How to Enable SSO on a ThingWorx Server Hosted in OCI (Oracle Cloud Infrastructure)?

Hello Everyone,

I have a ThingWorx instance hosted on an OCI (Oracle Cloud Infrastructure) server, and I would like to enable Single Sign-On (SSO) for the platform.

I am not sure about the correct steps or prerequisites for configuring SSO in this setup. Could you please guide me on the following:

  1. What are the requirements for enabling SSO on a ThingWorx server hosted in OCI?

  2. Which SSO protocols are supported (e.g., SAML, OAuth, OpenID Connect)?

  3. Is there any documentation or step-by-step guide available for configuring SSO in this environment?

  4. Do I need to make any additional configurations on the OCI side (networking, certificates, identity provider integration, etc.)?

  5. Any best practices or common issues to be aware of.

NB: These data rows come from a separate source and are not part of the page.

//! Database layer for usenet-indexer
//!
//! Handles SQLite persistence for groups, parts, segments, binaries,
//! releases, missed messages and subject rules.
//!
//! ## Submodules
//!
//! Methods on [`Database`] are organized by domain:
//! - [`migrations`] — Database lifecycle, schema migrations
//! - [`groups`] — Group records and scan watermarks
//! - [`parts`] — Part/segment persistence (scan batches)
//! - [`binaries`] — Binary assembly and completeness queries
//! - [`releases`] — Release promotion
//! - [`missed`] — Missed-message gap tracking
//! - [`rules`] — Subject regex rule storage

use sqlx::{sqlite::SqlitePool, FromRow};

mod binaries;
mod groups;
mod migrations;
mod missed;
mod parts;
mod releases;
mod rules;

pub use rules::NewRule;

/// Group record from database
///
/// `first`/`last` are the per-group scan watermarks: the oldest article
/// number ever considered and the newest article number already scanned.
#[derive(Debug, Clone, FromRow)]
pub struct Group {
    /// Unique database ID
    pub id: i64,
    /// Full group name (e.g. "alt.binaries.multimedia.anime")
    pub name: String,
    /// Whether the group is scanned (0 = disabled, 1 = enabled)
    pub active: i32,
    /// Oldest article number considered for this group
    pub first: i64,
    /// Newest article number already scanned
    pub last: i64,
    /// Minimum part count a binary must have to become a release
    pub min_files: i32,
}

/// Part record from database
#[derive(Debug, Clone, FromRow)]
pub struct Part {
    /// Unique database ID
    pub id: i64,
    /// Content hash grouping same-file segments together
    pub hash: String,
    /// Subject with the segment marker stripped
    pub subject: String,
    /// Poster (From header)
    pub poster: String,
    /// Posting date as unix seconds
    pub posted: i64,
    /// Group the part was seen in
    pub group_name: String,
    /// Declared segment count from the subject's "(n/m)" marker
    pub total_segments: i32,
    /// Owning binary, NULL until assembled
    pub binary_id: Option<i64>,
}

/// Segment record from database
#[derive(Debug, Clone, FromRow)]
pub struct Segment {
    /// Unique database ID
    pub id: i64,
    /// Owning part
    pub part_id: i64,
    /// Sequence number within the part
    pub segment: i32,
    /// Size in bytes
    pub size_bytes: i64,
    /// Usenet message-ID
    pub message_id: String,
}

/// Binary record from database
#[derive(Debug, Clone, FromRow)]
pub struct Binary {
    /// Unique database ID
    pub id: i64,
    /// Content hash from (cleaned name, group, poster, total parts)
    pub hash: String,
    /// Original subject of the first part seen
    pub name: String,
    /// Group the binary was posted to
    pub group_name: String,
    /// Poster (From header)
    pub poster: String,
    /// Posting date as unix seconds
    pub posted: i64,
    /// Declared part count parsed from the subject
    pub total_parts: i32,
}

/// Release record from database
#[derive(Debug, Clone, FromRow)]
pub struct Release {
    /// Unique database ID
    pub id: i64,
    /// Promotion hash (dedup key)
    pub hash: String,
    /// Cleaned release name
    pub name: String,
    /// Search-normalized name
    pub search_name: String,
    /// Original subject the release was built from
    pub original_name: String,
    /// Poster (From header)
    pub poster: String,
    /// Source group
    pub group_name: String,
    /// Posting date as unix seconds
    pub posted: i64,
    /// Total size in bytes across all segments
    pub size_bytes: i64,
    /// Numeric category id (see [`crate::types::Category`])
    pub category: i64,
    /// NZB manifest document
    pub nzb: String,
    /// Times the NZB was fetched (maintained by the download surface)
    pub grabs: i64,
    /// Unix timestamp when the release was created
    pub created_at: i64,
}

/// Missed-message record from database
#[derive(Debug, Clone, FromRow)]
pub struct MissedMessage {
    /// Unique database ID
    pub id: i64,
    /// Group the message was expected in
    pub group_name: String,
    /// Article number absent from an overview response
    pub message_number: i64,
    /// How many scans have observed this number missing
    pub attempts: i32,
}

/// Subject regex rule record from database
#[derive(Debug, Clone, FromRow)]
pub struct RegexRuleRow {
    /// Unique database ID
    pub id: i64,
    /// Group-name scope: a prefix, or "*" for any group
    pub group_scope: String,
    /// Regex pattern text with named captures
    pub pattern: String,
    /// Evaluation order (ascending)
    pub ordinal: i32,
    /// Whether the rule participates in matching (0 = disabled)
    pub enabled: i32,
    /// Free-text description
    pub description: String,
}

/// New segment observed during a scan, pending persistence
#[derive(Debug, Clone)]
pub struct NewSegment {
    /// Sequence number within the part
    pub segment: i32,
    /// Size in bytes
    pub size_bytes: i64,
    /// Usenet message-ID
    pub message_id: String,
}

/// New part built from one scan chunk, pending persistence
#[derive(Debug, Clone)]
pub struct NewPart {
    /// Content hash (see [`crate::types::content_hash`])
    pub hash: String,
    /// Subject with the segment marker stripped
    pub subject: String,
    /// Poster (From header)
    pub poster: String,
    /// Posting date as unix seconds
    pub posted: i64,
    /// Group the part was seen in
    pub group_name: String,
    /// Declared segment count
    pub total_segments: i32,
    /// Segments collected for this part in this chunk
    pub segments: Vec<NewSegment>,
}

/// One binary's pending assembly state for a batch save
///
/// `id` is `Some` for a binary loaded from an earlier run (merge) and
/// `None` for one first seen in this batch (create).
#[derive(Debug, Clone)]
pub struct PendingBinary {
    /// Existing row id, if this binary was already persisted
    pub id: Option<i64>,
    /// Content hash
    pub hash: String,
    /// Original subject of the first part seen
    pub name: String,
    /// Group name
    pub group_name: String,
    /// Poster
    pub poster: String,
    /// Posting date as unix seconds
    pub posted: i64,
    /// Declared part count
    pub total_parts: i32,
    /// Parts to attach to this binary
    pub part_ids: Vec<i64>,
}

/// New release to be inserted at promotion time
#[derive(Debug, Clone)]
pub struct NewRelease {
    /// Promotion hash
    pub hash: String,
    /// Cleaned release name
    pub name: String,
    /// Search-normalized name
    pub search_name: String,
    /// Original subject
    pub original_name: String,
    /// Poster
    pub poster: String,
    /// Source group
    pub group_name: String,
    /// Posting date as unix seconds
    pub posted: i64,
    /// Total size in bytes
    pub size_bytes: i64,
    /// Numeric category id
    pub category: i64,
    /// NZB manifest document
    pub nzb: String,
}

/// Database handle for usenet-indexer
pub struct Database {
    pool: SqlitePool,
}

// unwrap/expect are acceptable in tests for concise failure-on-error assertions
#[allow(clippy::unwrap_used, clippy::expect_used)]
#[cfg(test)]
mod tests;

  6. can we have both native login and sso enabled

Any help, references, or examples would be greatly appreciated.

Thank you!

3 REPLIES 3
Rocko
19-Tanzanite
(To:IS_11420788)

Hello,

 

I don't have experience with OCI, but will try to answer some of your questions nevertheless:

 

  1. Likely there are no extra requirements, compared to any other environments. Just to make it clear -- even though ThingWorx documentation speaks about Microsoft Entrata ID and PingFederate, the platform supports any compliant OAuth or SAML implementation.
  2. All three should work. I'd start with OIDC if I were you.
  3. I'm not aware of that. I usually start by creating an OAuth client and configuring it in sso-settings.json file. I find this help page the most useful.
  4. You'd need to register an OAuth client, i.e. obtain a pair of client ID + client secret values.
  5. Enable debug logs for Security and Authentication loggers -- this is where you'll find most of the information about issues as you do trial and error.
  6. No. The only thing you can do is configure a username as an alias for Administrator in your sso-settings.json. This way, when you login as this "normal" user via SSO, you become Administrator and can access Composer, even if you don't have anything else configured, or if your config is broken.

/ Constantine


Vilia (my company) | GitHub | LinkedIn

Hello @IS_11420788


It looks like you have some responses from some community members. If any of these replies helped you solve your question please mark the appropriate reply as the Accepted Solution. 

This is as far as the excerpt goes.